We don’t talk about the trial. Charges have been filed, but it’s unlikely to ever actually take place; Magnus is on hospice care, and as he predicted, no one is going to drag a dying man into a courtroom for a twenty-year-old crime—at least not an unfathomably rich dying man with an army of lawyers. And as for Louise, she insists that she knew nothing of what was happening. An old, confused woman, her lawyers say. She walks with a cane now, speaks tremulously.

Paloma sent flowers, after the wedding. She and Sebastian are staying with her family for a while. She and Alexis still speak, but it’s hard to say what might happen. What can be forgiven. It’s a question I’m still asking myself. Connor visits his sister often. It seems likely that she will escape a prison sentence—she was a minor, and she didn’t actually kill anyone.

There will be no justice. Magnus was right about that much. Even Mr. Vance is gone, and though the police are looking for him, I doubt they’ll find him. The only thing he left behind was a note, asking someone to look after Duchess, which we have.

“Theo?” Connor calls. He stands in the bedroom doorway, eyes bleary with sleep.

I kept the name. Rowan doesn’t really feel like mine. It belongs to a little girl who died in the cold. Theo—that’s a name I broke free for myself, and it’s the one Connor called me when we found each other again.
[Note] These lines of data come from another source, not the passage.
//! services/api/src/adapters/storage.rs
//!
//! The `ObjectStore` port backed by an S3-compatible bucket (AWS or MinIO).

use async_trait::async_trait;
use aws_config::Region;
use aws_sdk_s3::{config::Credentials, primitives::ByteStream};
use bytes::Bytes;
use study_notes_core::ports::{ObjectStore, PortError, PortResult};
use tracing::info;

use crate::config::Config;

/// Constructs an S3 client configured for MinIO (custom endpoint) or AWS.
pub async fn build_s3_client(config: &Config) -> aws_sdk_s3::Client {
    let credentials = Credentials::new(
        &config.aws_access_key_id,
        &config.aws_secret_access_key,
        None,
        None,
        "study-notes-static",
    );

    let mut loader = aws_config::defaults(aws_config::BehaviorVersion::latest())
        .region(Region::new(config.s3_region.clone()))
        .credentials_provider(credentials);
    if let Some(endpoint) = &config.s3_endpoint {
        loader = loader.endpoint_url(endpoint);
    }
    let sdk_config = loader.load().await;

    // MinIO serves buckets under the path, not as a subdomain.
    let s3_config = aws_sdk_s3::config::Builder::from(&sdk_config)
        .force_path_style(config.s3_endpoint.is_some())
        .build();
    aws_sdk_s3::Client::from_conf(s3_config)
}

/// Joins the public base address of the bucket and an object name.
pub fn join_public_url(base: &str, object_name: &str) -> String {
    format!("{}/{}", base.trim_end_matches('/'), object_name.trim_start_matches('/'))
}

pub struct S3Store {
    client: aws_sdk_s3::Client,
    bucket: String,
    public_base_url: String,
}

impl S3Store {
    pub fn new(client: aws_sdk_s3::Client, bucket: impl Into<String>, public_base_url: impl Into<String>) -> Self {
        Self {
            client,
            bucket: bucket.into(),
            public_base_url: public_base_url.into(),
        }
    }
}

#[async_trait]
impl ObjectStore for S3Store {
    async fn store(&self, object_name: &str, bytes: Bytes, content_type: Option<&str>) -> PortResult<()> {
        let size = bytes.len();
        self.client
            .put_object()
            .bucket(&self.bucket)
            .key(object_name)
            .body(ByteStream::from(bytes))
            .set_content_type(content_type.map(str::to_string))
            .send()
            .await
            .map_err(|e| PortError::Unexpected(format!("S3 upload failed: {e}")))?;
        info!(size, "Stored s3://{}/{}", self.bucket, object_name);
        Ok(())
    }

    fn public_url(&self, object_name: &str) -> String {
        join_public_url(&self.public_base_url, object_name)
    }

    async fn remove(&self, object_name: &str) -> PortResult<()> {
        self.client
            .delete_object()
            .bucket(&self.bucket)
            .key(object_name)
            .send()
            .await
            .map_err(|e| PortError::Unexpected(format!("S3 delete failed: {e}")))?;
        info!("Removed s3://{}/{}", self.bucket, object_name);
        Ok(())
    }
}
And so I am Theo Rowan Cahill. As for Connor, he took my name. He wasn’t too fond of his own by then.

“Just restless,” I tell him. It’s the one thing we’re allowed to lie about: we pretend it doesn’t haunt us, what happened on the mountain.

He walks over to stand behind me, his arms encircling me. I reach up to put my hand on his shoulder, my thumb brushing the knot of scar tissue on one side where the bullet pierced his arm. It has a twin on the other side.

He has scars on his skin now, thanks to me. I’m not the only one with nightmares.

“Come back to bed,” he murmurs in my ear.

“I think I’d like to stay up. Watch the sunrise,” I say.

“Should I stay?”

I shake my head. “Get some more rest.”

He takes me at my word, slipping away again. I walk to the couch and curl up against the arm of it. Duchess doesn’t ask for permission before leaping up beside me, settling with a huge exhale. Her head flops onto my lap expectantly.

The sun casts pale orange and yellow against the undersides of clouds. It will already be in the sky over Idlewood, shining down on green slopes, all the snow long melted.

As he promised, Magnus has refused to reveal where Mallory Cahill is buried. A search of the woods has turned up nothing. There’s simply too much area, and it’s been too long. They wanted to be sure she wouldn’t be found. They would have buried her deep.

I will never be able to put her to rest. To say goodbye. But it’s summer now.

Wherever she is, the wildflowers are blooming.